Scand J Work Environ Health 1986;12(4):395-399    pdf

doi:10.5271/sjweh.2123

Finger peripheral resistance during local cold provocation in vasospastic disease.

by Pyykko I, Kolari P, Farkkila M, Starck J, Korhonen O, Jantti V

Finger systolic blood pressure (FSBP), finger arterial inflow (FAI), finger venous opening pressure (FVOP), and finger peripheral resistance (FPR) were evaluated in 56 workers exposed to chain-saw vibration. Twenty-one of the workers were free from vibration-induced white finger (VWF). In 17 subjects VWF had ceased; 12 of the subjects had active VWF; 6 subjects had Raynaud's disease. The subjects were examined in a supine position under thermoneutral conditions with strain-gauge plethysmography. Cold provocation of the finger caused a significant reduction in FSBP in the groups with Raynaud's disease and active VWF. The finger circulation of the subjects with active VWF and that of those with Raynaud's disease showed a significantly reduced FAI when compared with that of the symptom-free referents.
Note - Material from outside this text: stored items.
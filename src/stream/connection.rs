//! One WebSocket connection attempt.
//!
//! A connection task knows only its generation number. It reports what
//! happens on the socket to the driver as [`Input`]s and never decides
//! anything itself; the [`Supervisor`](super::Supervisor) filters out inputs
//! from generations it no longer cares about.

use futures_util::{SinkExt, StreamExt};
use tokio::sync::{mpsc, oneshot};
use tokio_tungstenite::connect_async;
use tracing::{debug, info, warn};
use tungstenite::Message as WsMessage;

use super::state::Input;
use crate::models::StreamMessage;

/// Connects to `url` and forwards socket events until the socket ends or
/// `close` fires (or its sender is dropped).
pub(crate) async fn run(
    url: String,
    generation: u64,
    inputs: mpsc::UnboundedSender<Input>,
    mut close: oneshot::Receiver<()>,
) {
    info!(url = %url, generation, "connecting to price stream");

    let ws = tokio::select! {
        result = connect_async(url.as_str()) => match result {
            Ok((ws, _)) => ws,
            Err(e) => {
                warn!(generation, error = %e, "price stream connection failed");
                let _ = inputs.send(Input::Failed { generation, error: e.to_string() });
                let _ = inputs.send(Input::Closed { generation });
                return;
            }
        },
        _ = &mut close => {
            debug!(generation, "connection attempt abandoned");
            return;
        }
    };

    if inputs.send(Input::Opened { generation }).is_err() {
        return;
    }

    let (mut write, mut read) = ws.split();

    loop {
        tokio::select! {
            _ = &mut close => {
                if let Err(e) = write.send(WsMessage::Close(None)).await {
                    debug!(generation, error = %e, "close frame not sent");
                }
                debug!(generation, "price stream closed locally");
                return;
            }

            msg = read.next() => {
                let input = match msg {
                    Some(Ok(WsMessage::Text(text))) => match StreamMessage::parse(&text) {
                        Ok(message) => Input::Message { generation, message },
                        Err(e) => {
                            warn!(generation, error = %e, "dropping malformed stream frame");
                            continue;
                        }
                    },
                    // Ping/Pong/Binary; the Close frame is followed by end of stream.
                    Some(Ok(_)) => continue,
                    Some(Err(e)) => {
                        warn!(generation, error = %e, "price stream error");
                        let _ = inputs.send(Input::Failed { generation, error: e.to_string() });
                        let _ = inputs.send(Input::Closed { generation });
                        return;
                    }
                    None => {
                        debug!(generation, "price stream ended");
                        let _ = inputs.send(Input::Closed { generation });
                        return;
                    }
                };

                if inputs.send(input).is_err() {
                    return;
                }
            }
        }
    }
}
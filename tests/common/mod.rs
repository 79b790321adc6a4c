//! Shared test utilities: a scripted network and a local price server.

#![allow(dead_code)]

use std::collections::HashMap;
use std::future::Future;
use std::sync::atomic::{AtomicBool, AtomicUsize, Ordering};
use std::sync::{Arc, Mutex};
use std::time::Duration;

use halaltrade::HalalTradeError;
use halaltrade::api::ApiClient;
use halaltrade::clock::ManualClock;
use halaltrade::offline::{CacheStorage, Network, OfflineCacheWorker, Request, Response};
use halaltrade::prefs::PreferenceStore;
use halaltrade::stream::StreamEvent;
use reqwest::{StatusCode, Url};
use tokio::net::{TcpListener, TcpStream};
use tokio::sync::mpsc;
use tokio_tungstenite::WebSocketStream;

/// Base URL the fake backend pretends to live at.
pub const BASE_URL: &str = "http://localhost:8000";

/// Start time for manual clocks.
pub const T0: u64 = 1_700_000_000_000;

#[derive(Default)]
struct Inner {
    offline: AtomicBool,
    routes: Mutex<HashMap<String, (StatusCode, String)>>,
    delays: Mutex<Vec<(String, Duration)>>,
    requests: Mutex<Vec<Request>>,
}

/// A [`Network`] that answers from a route table keyed by path.
#[derive(Clone, Default)]
pub struct FakeNetwork(Arc<Inner>);

impl FakeNetwork {
    pub fn new() -> Self {
        Self::default()
    }

    /// Answers requests for `path` with `status` and `body`.
    pub fn route(&self, path: &str, status: StatusCode, body: &str) {
        self.0
            .routes
            .lock()
            .unwrap()
            .insert(path.to_string(), (status, body.to_string()));
    }

    /// Delays every request whose URL contains `fragment`.
    pub fn delay(&self, fragment: &str, by: Duration) {
        self.0
            .delays
            .lock()
            .unwrap()
            .push((fragment.to_string(), by));
    }

    /// While offline every request fails before producing a response.
    pub fn set_offline(&self, offline: bool) {
        self.0.offline.store(offline, Ordering::SeqCst);
    }

    pub fn request_count(&self) -> usize {
        self.0.requests.lock().unwrap().len()
    }

    /// Number of requests whose path is exactly `path`.
    pub fn requests_to(&self, path: &str) -> usize {
        self.0
            .requests
            .lock()
            .unwrap()
            .iter()
            .filter(|r| r.url.path() == path)
            .count()
    }

    pub fn last_request(&self) -> Option<Request> {
        self.0.requests.lock().unwrap().last().cloned()
    }
}

impl Network for FakeNetwork {
    async fn fetch(&self, request: &Request) -> halaltrade::Result<Response> {
        self.0.requests.lock().unwrap().push(request.clone());

        let delay = self
            .0
            .delays
            .lock()
            .unwrap()
            .iter()
            .find(|(fragment, _)| request.url.as_str().contains(fragment.as_str()))
            .map(|(_, by)| *by);
        if let Some(by) = delay {
            tokio::time::sleep(by).await;
        }

        if self.0.offline.load(Ordering::SeqCst) {
            return Err(HalalTradeError::Offline("connection refused".into()));
        }

        let (status, body) = self
            .0
            .routes
            .lock()
            .unwrap()
            .get(request.url.path())
            .cloned()
            .unwrap_or((StatusCode::NOT_FOUND, r#"{"detail":"Not Found"}"#.to_string()));

        Ok(Response::json(
            status,
            &serde_json::from_str(&body).unwrap_or(serde_json::Value::String(body)),
        ))
    }
}

/// An active worker with in-memory caches in front of `network`.
pub fn worker(network: &FakeNetwork, clock: &Arc<ManualClock>) -> Arc<OfflineCacheWorker<FakeNetwork>> {
    let worker = OfflineCacheWorker::new(
        network.clone(),
        CacheStorage::in_memory(),
        clock.clone(),
        Url::parse(BASE_URL).unwrap(),
    );
    worker.activate();
    Arc::new(worker)
}

/// An API client wired to `network` through an active worker.
pub fn api_client(
    network: &FakeNetwork,
    clock: &Arc<ManualClock>,
    prefs: &Arc<PreferenceStore>,
) -> ApiClient<FakeNetwork> {
    ApiClient::new(
        BASE_URL,
        worker(network, clock),
        clock.clone(),
        prefs.clone(),
    )
}

/// Starts a WebSocket server on a free local port.
///
/// `handler` runs once per accepted connection with the connection's
/// zero-based index. Returns the `ws://` URL and a live connection counter.
pub async fn spawn_price_server<F, Fut>(handler: F) -> (String, Arc<AtomicUsize>)
where
    F: Fn(usize, WebSocketStream<TcpStream>) -> Fut + Send + Sync + 'static,
    Fut: Future<Output = ()> + Send + 'static,
{
    let listener = TcpListener::bind("127.0.0.1:0")
        .await
        .expect("failed to bind test server");
    let addr = listener.local_addr().expect("no local address");
    let connections = Arc::new(AtomicUsize::new(0));
    let counter = connections.clone();

    tokio::spawn(async move {
        while let Ok((tcp, _)) = listener.accept().await {
            let index = counter.fetch_add(1, Ordering::SeqCst);
            let ws = tokio_tungstenite::accept_async(tcp)
                .await
                .expect("websocket handshake failed");
            tokio::spawn(handler(index, ws));
        }
    });

    (format!("ws://{addr}/ws/prices"), connections)
}

/// A `ws://` URL nobody is listening on.
pub async fn unused_url() -> String {
    let listener = TcpListener::bind("127.0.0.1:0")
        .await
        .expect("failed to bind probe");
    let addr = listener.local_addr().expect("no local address");
    drop(listener);
    format!("ws://{addr}/ws/prices")
}

/// Receives the next event or panics after five seconds.
pub async fn next_event(events: &mut mpsc::UnboundedReceiver<StreamEvent>) -> StreamEvent {
    tokio::time::timeout(Duration::from_secs(5), events.recv())
        .await
        .expect("timed out waiting for stream event")
        .expect("stream driver stopped")
}

/// Collects events until one matches `done`, returning all of them.
pub async fn events_until(
    events: &mut mpsc::UnboundedReceiver<StreamEvent>,
    done: impl Fn(&StreamEvent) -> bool,
) -> Vec<StreamEvent> {
    let mut seen = Vec::new();
    loop {
        let event = next_event(events).await;
        let finished = done(&event);
        seen.push(event);
        if finished {
            return seen;
        }
    }
}
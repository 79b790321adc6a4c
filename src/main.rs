use std::sync::Arc;

use halaltrade::HalalTradeError;
use halaltrade::api::ApiClient;
use halaltrade::cache::LONG_TTL;
use halaltrade::clock::{Clock, SystemClock};
use halaltrade::config::fetch_config;
use halaltrade::offline::{CacheStorage, HttpNetwork, OfflineCacheWorker};
use halaltrade::prefs::PreferenceStore;
use halaltrade::session::ScannerSession;
use halaltrade::stream::{PriceStream, StreamEvent};
use reqwest::Url;
use tracing::{debug, info, warn};

#[tokio::main]
async fn main() -> Result<(), HalalTradeError> {
    // Initialize tracing subscriber for logging output.
    tracing_subscriber::fmt::init();

    let app_config = fetch_config()?;
    let clock: Arc<dyn Clock> = Arc::new(SystemClock);
    let prefs = Arc::new(PreferenceStore::open(
        app_config.storage.preferences_path(),
    ));
    let live_mode = app_config
        .stream
        .live_mode
        .unwrap_or_else(|| prefs.live_mode());

    let origin = Url::parse(&app_config.backend.api_url).map_err(|e| {
        HalalTradeError::Config(format!(
            "invalid API URL {}: {e}",
            app_config.backend.api_url
        ))
    })?;
    let worker = Arc::new(OfflineCacheWorker::new(
        HttpNetwork::new(app_config.backend.request_timeout)?,
        CacheStorage::open(app_config.storage.caches_dir()),
        clock.clone(),
        origin,
    ));
    if let Err(e) = worker.install().await {
        warn!(error = %e, "app shell not precached, using existing caches");
        worker.activate();
    }

    let api = Arc::new(ApiClient::new(
        &app_config.backend.api_url,
        worker,
        clock,
        prefs.clone(),
    ));
    let _sweeper = api.cache().spawn_sweeper(LONG_TTL);

    let (stream, events) = PriceStream::spawn(
        &app_config.backend.websocket_url,
        live_mode,
        app_config.stream.reconnect_delay,
    );
    let mut session = ScannerSession::new(api.clone(), stream, events, prefs);

    match api.universe_info().await {
        Ok(universe) => info!(
            universe = %universe.data.name,
            count = universe.data.count,
            from_cache = universe.from_cache,
            "scan universe"
        ),
        Err(e) => warn!(error = %e, "could not load scan universe"),
    }

    if let Err(e) = session.scan().await {
        warn!(error = %e, "initial scan failed, waiting for stream snapshot");
        session.connect();
    }

    loop {
        tokio::select! {
            event = session.next_event() => match event {
                Some(StreamEvent::Status(status)) => info!(?status, "price stream status"),
                Some(StreamEvent::Snapshot(_)) => {
                    info!(count = session.book().len(), "received snapshot");
                }
                Some(StreamEvent::Prices { .. }) => {
                    let book = session.book();
                    info!(
                        updates = book.update_count(),
                        last_update = book.last_update().unwrap_or("-"),
                        "prices updated"
                    );
                    for symbol in session.watchlist().symbols() {
                        if let Some(security) = book.get(symbol) {
                            debug!(symbol = %security.symbol, price = %security.price, "watched");
                        }
                    }
                }
                Some(StreamEvent::Error(message)) => warn!(%message, "price stream error"),
                None => break,
            },
            _ = tokio::signal::ctrl_c() => {
                info!("shutting down");
                break;
            }
        }
    }

    session.shutdown().await;
    Ok(())
}
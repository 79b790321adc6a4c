//! Shared models for HalalTrade backend payloads.
//!
//! Contains the security record pushed by scans and the price stream, the
//! stream message envelope, and the REST payloads consumed by
//! [`crate::api`].

pub mod api;
pub mod security;
pub mod stream;

pub use api::{
    Alert, AlertCondition, ErrorBody, Holding, OfflineBody, PortfolioSummary, RegisterRequest,
    TokenResponse, Transaction, TransactionSide, UniverseInfo,
};
pub use security::{MAX_PRICE_HISTORY, Security, ShariahStatus, Signal, Technicals};
pub use stream::{PriceTick, StreamMessage};
//! Request/response values passed through the offline worker.

use reqwest::header::{HeaderMap, HeaderName, HeaderValue};
use reqwest::{Method, StatusCode, Url};
use serde::de::DeserializeOwned;

use super::CACHED_TIME_HEADER;

/// How the request was initiated.
#[derive(Debug, Clone, Copy, PartialEq, Eq)]
pub enum RequestMode {
    /// A top-level document load (the app shell).
    Navigate,
    /// Any programmatic fetch.
    Fetch,
}

/// An outgoing HTTP request.
#[derive(Debug, Clone)]
pub struct Request {
    pub method: Method,
    pub url: Url,
    pub headers: HeaderMap,
    pub body: Option<Vec<u8>>,
    pub mode: RequestMode,
}

impl Request {
    pub fn new(method: Method, url: Url) -> Self {
        Self {
            method,
            url,
            headers: HeaderMap::new(),
            body: None,
            mode: RequestMode::Fetch,
        }
    }

    /// A programmatic `GET`.
    pub fn get(url: Url) -> Self {
        Self::new(Method::GET, url)
    }

    /// A document navigation to `url`.
    pub fn navigate(url: Url) -> Self {
        Self {
            mode: RequestMode::Navigate,
            ..Self::get(url)
        }
    }

    /// Adds a header, skipping values that are not valid header text.
    pub fn with_header(mut self, name: HeaderName, value: &str) -> Self {
        if let Ok(value) = HeaderValue::from_str(value) {
            self.headers.insert(name, value);
        }
        self
    }

    pub fn with_body(mut self, body: Vec<u8>) -> Self {
        self.body = Some(body);
        self
    }

    /// Key under which a response to this request is cached.
    pub fn cache_key(&self) -> &str {
        self.url.as_str()
    }

    /// Whether this request opens a streaming connection (WebSocket).
    pub fn is_upgrade(&self) -> bool {
        let scheme_is_ws = matches!(self.url.scheme(), "ws" | "wss");
        let upgrade_header = self
            .headers
            .get(reqwest::header::UPGRADE)
            .and_then(|v| v.to_str().ok())
            .is_some_and(|v| v.eq_ignore_ascii_case("websocket"));

        scheme_is_ws || upgrade_header || self.url.path().contains("/ws/")
    }
}

/// An HTTP response, either live from the network or replayed from a cache.
#[derive(Debug, Clone, PartialEq)]
pub struct Response {
    pub status: StatusCode,
    pub headers: HeaderMap,
    pub body: Vec<u8>,
}

impl Response {
    pub fn new(status: StatusCode, headers: HeaderMap, body: Vec<u8>) -> Self {
        Self {
            status,
            headers,
            body,
        }
    }

    /// A JSON response with the given status.
    pub fn json(status: StatusCode, value: &serde_json::Value) -> Self {
        let mut headers = HeaderMap::new();
        headers.insert(
            reqwest::header::CONTENT_TYPE,
            HeaderValue::from_static("application/json"),
        );
        Self::new(status, headers, value.to_string().into_bytes())
    }

    /// A plain-text response with the given status.
    pub fn text(status: StatusCode, body: &str) -> Self {
        let mut headers = HeaderMap::new();
        headers.insert(
            reqwest::header::CONTENT_TYPE,
            HeaderValue::from_static("text/plain"),
        );
        Self::new(status, headers, body.as_bytes().to_vec())
    }

    /// `true` for 2xx statuses.
    pub fn is_success(&self) -> bool {
        self.status.is_success()
    }

    /// Header value as text, if present and valid UTF-8.
    pub fn header(&self, name: &str) -> Option<&str> {
        self.headers.get(name).and_then(|v| v.to_str().ok())
    }

    /// When the worker stored this response, in epoch millis.
    pub fn cached_at(&self) -> Option<u64> {
        self.header(CACHED_TIME_HEADER)?.parse().ok()
    }

    /// Decodes the body as JSON.
    ///
    /// # Errors
    ///
    /// Returns [`HalalTradeError::Json`](crate::HalalTradeError::Json) if the
    /// body is not valid JSON for `T`.
    pub fn json_body<T: DeserializeOwned>(&self) -> crate::Result<T> {
        Ok(serde_json::from_slice(&self.body)?)
    }
}

/// How the worker treats a request.
#[derive(Debug, Clone, Copy, PartialEq, Eq)]
pub enum RequestClass {
    /// Non-GET or streaming upgrade; never intercepted.
    Bypass,
    /// Allow-listed API read: network first, API cache fallback.
    CacheableApi,
    /// Any other API read; not intercepted.
    UncachedApi,
    /// Static asset or navigation: network first, asset cache fallback.
    Static,
}

/// Classifies `request` against the API allow-list.
pub fn classify(request: &Request, cacheable_prefixes: &[&str]) -> RequestClass {
    if request.method != Method::GET || request.is_upgrade() {
        return RequestClass::Bypass;
    }

    let path = request.url.path();
    if cacheable_prefixes
        .iter()
        .any(|prefix| path.starts_with(prefix))
    {
        RequestClass::CacheableApi
    } else if path.starts_with("/api/") {
        RequestClass::UncachedApi
    } else {
        RequestClass::Static
    }
}
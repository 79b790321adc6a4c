//! Push payloads and notification clicks.

use serde::{Deserialize, Serialize};
use tracing::warn;

const DEFAULT_TITLE: &str = "HalalTrade Pro";
const DEFAULT_BODY: &str = "New notification";
const DEFAULT_URL: &str = "/";
const ICON: &str = "/icons/icon-192x192.png";
const BADGE: &str = "/icons/icon-72x72.png";
const VIBRATE_PATTERN: [u32; 3] = [100, 50, 100];

/// Action id that closes the notification without opening anything.
pub const DISMISS_ACTION: &str = "dismiss";
pub const OPEN_ACTION: &str = "open";

/// JSON body of a push message. Every field is optional.
#[derive(Debug, Default, Deserialize)]
pub struct PushPayload {
    pub title: Option<String>,
    pub body: Option<String>,
    pub url: Option<String>,
}

#[derive(Debug, Clone, PartialEq, Eq, Serialize)]
pub struct NotificationAction {
    pub action: String,
    pub title: String,
}

/// A notification ready to be shown.
#[derive(Debug, Clone, PartialEq, Eq, Serialize)]
pub struct Notification {
    pub title: String,
    pub body: String,
    pub icon: String,
    pub badge: String,
    pub vibrate: Vec<u32>,
    /// Where a click should take the user.
    pub url: String,
    pub actions: Vec<NotificationAction>,
}

impl From<PushPayload> for Notification {
    fn from(payload: PushPayload) -> Self {
        Self {
            title: payload.title.unwrap_or_else(|| DEFAULT_TITLE.to_string()),
            body: payload.body.unwrap_or_else(|| DEFAULT_BODY.to_string()),
            icon: ICON.to_string(),
            badge: BADGE.to_string(),
            vibrate: VIBRATE_PATTERN.to_vec(),
            url: payload.url.unwrap_or_else(|| DEFAULT_URL.to_string()),
            actions: vec![
                NotificationAction {
                    action: OPEN_ACTION.to_string(),
                    title: "Open App".to_string(),
                },
                NotificationAction {
                    action: DISMISS_ACTION.to_string(),
                    title: "Dismiss".to_string(),
                },
            ],
        }
    }
}

/// Builds the notification for a push message.
///
/// A push without data shows nothing; neither does one whose data is not a
/// JSON object.
pub fn notification_from_push(data: Option<&[u8]>) -> Option<Notification> {
    let data = data?;
    match serde_json::from_slice::<PushPayload>(data) {
        Ok(payload) => Some(payload.into()),
        Err(e) => {
            warn!(error = %e, "ignoring push message with unreadable payload");
            None
        }
    }
}

/// An application window the worker can bring to the front.
#[derive(Debug, Clone, PartialEq, Eq)]
pub struct ClientWindow {
    pub id: u64,
    pub url: String,
    pub focusable: bool,
}

/// What a notification click should do.
#[derive(Debug, Clone, PartialEq, Eq)]
pub enum ClickOutcome {
    /// The notification was closed and nothing else happens.
    Dismissed,
    /// Focus this existing window.
    Focus(u64),
    /// Open a new window at this URL.
    Open(String),
}

/// Resolves a click on `notification`.
///
/// `action` is the id of the pressed action button, `None` for a click on
/// the notification body. The first focusable window on `origin` wins.
pub fn resolve_click(
    notification: &Notification,
    action: Option<&str>,
    windows: &[ClientWindow],
    origin: &str,
) -> ClickOutcome {
    if action == Some(DISMISS_ACTION) {
        return ClickOutcome::Dismissed;
    }

    windows
        .iter()
        .find(|w| w.focusable && w.url.contains(origin))
        .map_or_else(
            || ClickOutcome::Open(notification.url.clone()),
            |w| ClickOutcome::Focus(w.id),
        )
}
Finger cooling produced a gradual reduction in the FVOP and a significantly increased FPR of the subjects with active VWF and in those with Raynaud's disease. FPR was already increased in the Raynaud's disease group at the beginning of the test, whereas it increased in the VWF group as the temperature fell. The results suggest that in Raynaud's disease the fault is in the level of activity of the sympathetic outflow and in VWF it is peripheral mechanisms controlling the vessel tone.